When I first read the title of the course’s reading material, I thought it referenced how to obtain angel investors. As I began to read, it became clear that I had the opposite understanding of the actual material. The good news is that the authors identify the value in understanding both sides of being an entrepreneur and an angel investor. The chapter on Sourcing provided a great example of this perspective by defining how to evaluate investment opportunities and what entrepreneurs can expect when being reviewed by investors.
Sourcing is an interesting challenge in the entrepreneurial world. In the book Winning Angels: The 7 Fundamentals of Early Stage Investing by David Amis and Howard Stevenson, the similarities between being an entrepreneur and an investor are quite similar – Networking, getting yourself recognized through social media and publications, and building a focused plan.

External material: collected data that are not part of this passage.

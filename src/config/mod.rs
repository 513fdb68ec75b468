//! Configuration types and loading for ai.
//!
//! ai reads its settings and prompt commands from TOML at the platform's XDG
//! config path (e.g. `~/.config/ai/config.toml` on Linux), or from
//! `AI_CONFIG_PATH` when set.

mod loader;
mod paths;
mod resolve;
mod types;

pub use types::{Config, PromptDefinition};

use anyhow::Result;

impl Config {
    /// Loads the config from [`Config::config_path`].
    pub fn load() -> Result<Self> {
        let path = Self::config_path()?;
        Self::load_from(&path)
    }
}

One area that I find most interesting is Visibility. While as an entrepreneur you are driving visibility to help promote you and your business. The idea is to create an image that helps others believe in your capabilities while also the value of your venture. As a potential investor, it is similar, but with a few new considerations. An investor may not want the same visibility an entrepreneur might. As an investor, it is important to establish your credibility, but it does not necessarily require public acknowledgement. Investors may be known well within investment circles, but hidden from public view for various reasons.
During the entrepreneurship courses it has been a key activity to network. While building a business there may be flexibility for networking targets since one never knows who might be helpful in the future. As an investor, the networking may be more restrictive and focused to ensure valuable engagements. Sure, investment opportunities can come from anywhere, the possibility of non-value add situations could be greater.
Looking forward to the next chapters and this alternate perspective.